» **What you should do**: Search the listing below for the word "record", and copy every line in which it turns up.
<<<<
use crate::state::AppState;
use axum::Router;
use axum::routing::{get, post};
use std::sync::{Arc, RwLock};

pub mod handlers;
pub mod requests;
pub mod responses;

pub fn router(state: Arc<RwLock<AppState>>) -> Router {
    Router::new()
        .route("/api/estimate", post(handlers::post_estimate))
        .route("/api/stats", get(handlers::get_stats))
        .route("/api/tips", get(handlers::get_tips))
        .with_state(state)
}
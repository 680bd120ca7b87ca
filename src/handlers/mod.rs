pub mod get;
pub mod identifier;
pub mod preflight;
pub mod put;

pub use get::get_handler;
pub use identifier::identifier_handler;
pub use preflight::{not_found_handler, preflight_handler};
pub use put::put_handler;
use crate::error::ApiError;
use crate::models::{key_from_path, read_body};
use crate::routes::headers;
use crate::state::AppState;
use axum::{
    extract::State,
    http::{header::HeaderName, StatusCode, Uri},
};

/// GET /{key} handler - Read the text stored under a key
///
/// Answers 200 whether or not the key exists; an absent key reads as `null`.
pub async fn get_handler(
    State(state): State<AppState>,
    uri: Uri,
) -> Result<(StatusCode, [(HeaderName, &'static str); 4], String), ApiError> {
    let key = key_from_path(uri.path());

    let stored = state.store.get(key).await?;
    match &stored {
        Some(_) => tracing::info!("Successfully read record with key: {:?}", key),
        None => tracing::info!("No record with key: {:?}", key),
    }

    Ok((StatusCode::OK, headers::STANDARD, read_body(stored.as_deref())?))
}
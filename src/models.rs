use anyhow::{Context, Result};
use serde_json::Value as JsonValue;

/// Key addressed by a request path: the path minus its single leading `/`.
///
/// No decoding or normalization happens, so `/a/b` addresses `a/b` and
/// `/a%20b` addresses `a%20b`.
pub fn key_from_path(path: &str) -> &str {
    path.strip_prefix('/').unwrap_or(path)
}

/// Text written to the store for a parsed request body.
///
/// A JSON string is stored as its contents; anything else as compact JSON.
pub fn stored_text(value: &JsonValue) -> Result<String> {
    match value {
        JsonValue::String(s) => Ok(s.clone()),
        other => serde_json::to_string(other).context("Failed to serialize JSON value"),
    }
}

/// Response body for a read: the stored text as a JSON string, or `null` when absent.
pub fn read_body(stored: Option<&str>) -> Result<String> {
    serde_json::to_string(&stored).context("Failed to encode stored value")
}

/// Response body for a fresh identifier
pub fn identifier_body(id: &str) -> Result<String> {
    serde_json::to_string(id).context("Failed to encode identifier")
}
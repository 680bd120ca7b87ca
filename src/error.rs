use axum::{
    http::StatusCode,
    response::{IntoResponse, Response},
};

/// Failure of a single request
///
/// Every variant becomes an opaque `500 Internal Server Error` with an empty
/// body. The cause is logged here and never sent to the client.
#[derive(Debug)]
pub enum ApiError {
    /// PUT body is not valid JSON
    MalformedBody(serde_json::Error),
    /// Key-value backend failed, or a value could not be encoded
    Store(anyhow::Error),
}

impl IntoResponse for ApiError {
    fn into_response(self) -> Response {
        match self {
            ApiError::MalformedBody(err) => {
                tracing::error!("Request body is not valid JSON: {}", err);
            }
            ApiError::Store(err) => {
                tracing::error!("Store operation failed: {:#}", err);
            }
        }

        StatusCode::INTERNAL_SERVER_ERROR.into_response()
    }
}

impl From<anyhow::Error> for ApiError {
    fn from(err: anyhow::Error) -> Self {
        ApiError::Store(err)
    }
}

impl From<serde_json::Error> for ApiError {
    fn from(err: serde_json::Error) -> Self {
        ApiError::MalformedBody(err)
    }
}
use std::env;
use std::str::FromStr;
use anyhow::{Context, Result};

/// Which key-value backend the service writes to
#[derive(Debug, Clone, Copy, PartialEq, Eq)]
pub enum StoreBackend {
    Spanner,
    Memory,
}

impl FromStr for StoreBackend {
    type Err = anyhow::Error;

    fn from_str(s: &str) -> Result<Self> {
        match s.trim().to_ascii_lowercase().as_str() {
            "spanner" => Ok(StoreBackend::Spanner),
            "memory" => Ok(StoreBackend::Memory),
            other => Err(anyhow::anyhow!(
                "STORE_BACKEND must be one of: spanner, memory, got '{}'",
                other
            )),
        }
    }
}

/// Spanner database coordinates, present only for the Spanner backend
#[derive(Debug, Clone)]
pub struct SpannerConfig {
    pub emulator_host: Option<String>,
    pub project: String,
    pub instance: String,
    pub database: String,
}

impl SpannerConfig {
    fn from_env() -> Result<Self> {
        let emulator_host = env::var("SPANNER_EMULATOR_HOST").ok();

        let project = env::var("SPANNER_PROJECT")
            .context("SPANNER_PROJECT environment variable is required")?;

        let instance = env::var("SPANNER_INSTANCE")
            .context("SPANNER_INSTANCE environment variable is required")?;

        let database = env::var("SPANNER_DATABASE")
            .context("SPANNER_DATABASE environment variable is required")?;

        Ok(SpannerConfig {
            emulator_host,
            project,
            instance,
            database,
        })
    }

    pub fn database_path(&self) -> String {
        format!(
            "projects/{}/instances/{}/databases/{}",
            self.project, self.instance, self.database
        )
    }
}

#[derive(Debug, Clone)]
pub struct Config {
    pub store_backend: StoreBackend,
    pub spanner: Option<SpannerConfig>,
    /// Fixed seed for identifier generation; `None` seeds from OS entropy
    pub moniker_seed: Option<u64>,
    pub service_port: u16,
    pub service_host: String,
}

impl Config {
    pub fn from_env() -> Result<Self> {
        let store_backend = env::var("STORE_BACKEND")
            .unwrap_or_else(|_| "spanner".to_string())
            .parse::<StoreBackend>()?;

        let spanner = match store_backend {
            StoreBackend::Spanner => Some(SpannerConfig::from_env()?),
            StoreBackend::Memory => None,
        };

        let moniker_seed = env::var("MONIKER_SEED")
            .ok()
            .map(|seed| seed.parse::<u64>())
            .transpose()
            .context("MONIKER_SEED must be an unsigned 64-bit integer")?;

        let service_port = env::var("SERVICE_PORT")
            .unwrap_or_else(|_| "3000".to_string())
            .parse::<u16>()
            .context("SERVICE_PORT must be a valid port number (0-65535)")?;

        let service_host = env::var("SERVICE_HOST")
            .unwrap_or_else(|_| "0.0.0.0".to_string());

        Ok(Config {
            store_backend,
            spanner,
            moniker_seed,
            service_port,
            service_host,
        })
    }

    pub fn bind_addr(&self) -> String {
        format!("{}:{}", self.service_host, self.service_port)
    }

    pub fn log_startup(&self) {
        tracing::info!("Configuration loaded:");
        tracing::info!("  Store backend: {:?}", self.store_backend);
        if let Some(spanner) = &self.spanner {
            tracing::info!("  Spanner emulator: {}",
                spanner.emulator_host.as_deref().unwrap_or("disabled (using production)"));
            tracing::info!("  Spanner project: {}", spanner.project);
            tracing::info!("  Spanner instance: {}", spanner.instance);
            tracing::info!("  Spanner database: {}", spanner.database);
        }
        if let Some(seed) = self.moniker_seed {
            tracing::info!("  Identifier seed: {}", seed);
        }
        tracing::info!("  Service listening on: {}", self.bind_addr());
    }
}

/// Serializes tests that mutate process-wide environment variables
#[cfg(test)]
pub(crate) static ENV_LOCK: parking_lot::Mutex<()> = parking_lot::Mutex::new(());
>>>>
» **Answer box**:
        Some(_) => tracing::info!("Successfully read record with key: {:?}", key),
        None => tracing::info!("No record with key: {:?}", key),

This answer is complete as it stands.